RECORDED DATA Start Marker
use serde::{Deserialize, Serialize};
use sqlx::FromRow;

use crate::utils::gen_random_string;

use super::errors::UserError;

/// A local user identity
///
/// Created on first OAuth2 login when no linked account exists; never
/// mutated by the auth core after creation.
#[derive(Debug, Clone, Serialize, Deserialize, FromRow, PartialEq)]
pub struct User {
    /// Opaque collision-resistant identifier
    pub id: String,
    /// Unique email address, if the provider disclosed one
    pub email: Option<String>,
    /// Unused by the OAuth2-only flow; never serialized
    #[serde(skip_serializing, default)]
    pub hashed_password: Option<String>,
    /// Display name
    pub name: Option<String>,
    /// Whether the provider reported the email as verified
    pub email_verified: bool,
    /// Avatar image URL
    pub image: Option<String>,
}

impl User {
    pub fn new(
        email: Option<String>,
        name: Option<String>,
        image: Option<String>,
        email_verified: bool,
    ) -> Result<Self, UserError> {
        Ok(Self {
            id: gen_random_string(12)?,
            email,
            hashed_password: None,
            name,
            email_verified,
            image,
        })
    }
}
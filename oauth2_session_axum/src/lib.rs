//! Axum integration for the oauth2-session authentication library
//!
//! Provides the auth router (GitHub login, callback, logout), the
//! `load_auth` middleware that resolves the session cookie once per request,
//! and extractors for reading the resolved identity in handlers.

mod config;
mod error;
mod middleware;
mod oauth2;
mod session;

pub use config::AUTH_ROUTE_PREFIX;
pub use error::IntoResponseError;
pub use middleware::load_auth;
pub use oauth2::auth_router;
pub use session::{AuthUser, OptionalAuthUser};

// Re-export the initialization function from the oauth2-session crate
pub use oauth2_session::init;
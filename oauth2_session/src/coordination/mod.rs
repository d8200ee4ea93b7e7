//! Authentication flow coordination
//!
//! High-level functions that tie the oauth2, session, and userdb modules
//! together into the three operations a web frontend needs: start a GitHub
//! login, complete the callback, and log out. These are the entry points
//! the HTTP layer calls.

mod errors;
mod oauth2;

pub use errors::CoordinationError;
pub use oauth2::{authorize_github_core, logout_core, prepare_github_login_core};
RECORDED DATA End Marker
Search the data for the word "UserError" and copy each line where it appears.

- [RESPONSE AREA]:
use super::errors::UserError;
    ) -> Result<Self, UserError> {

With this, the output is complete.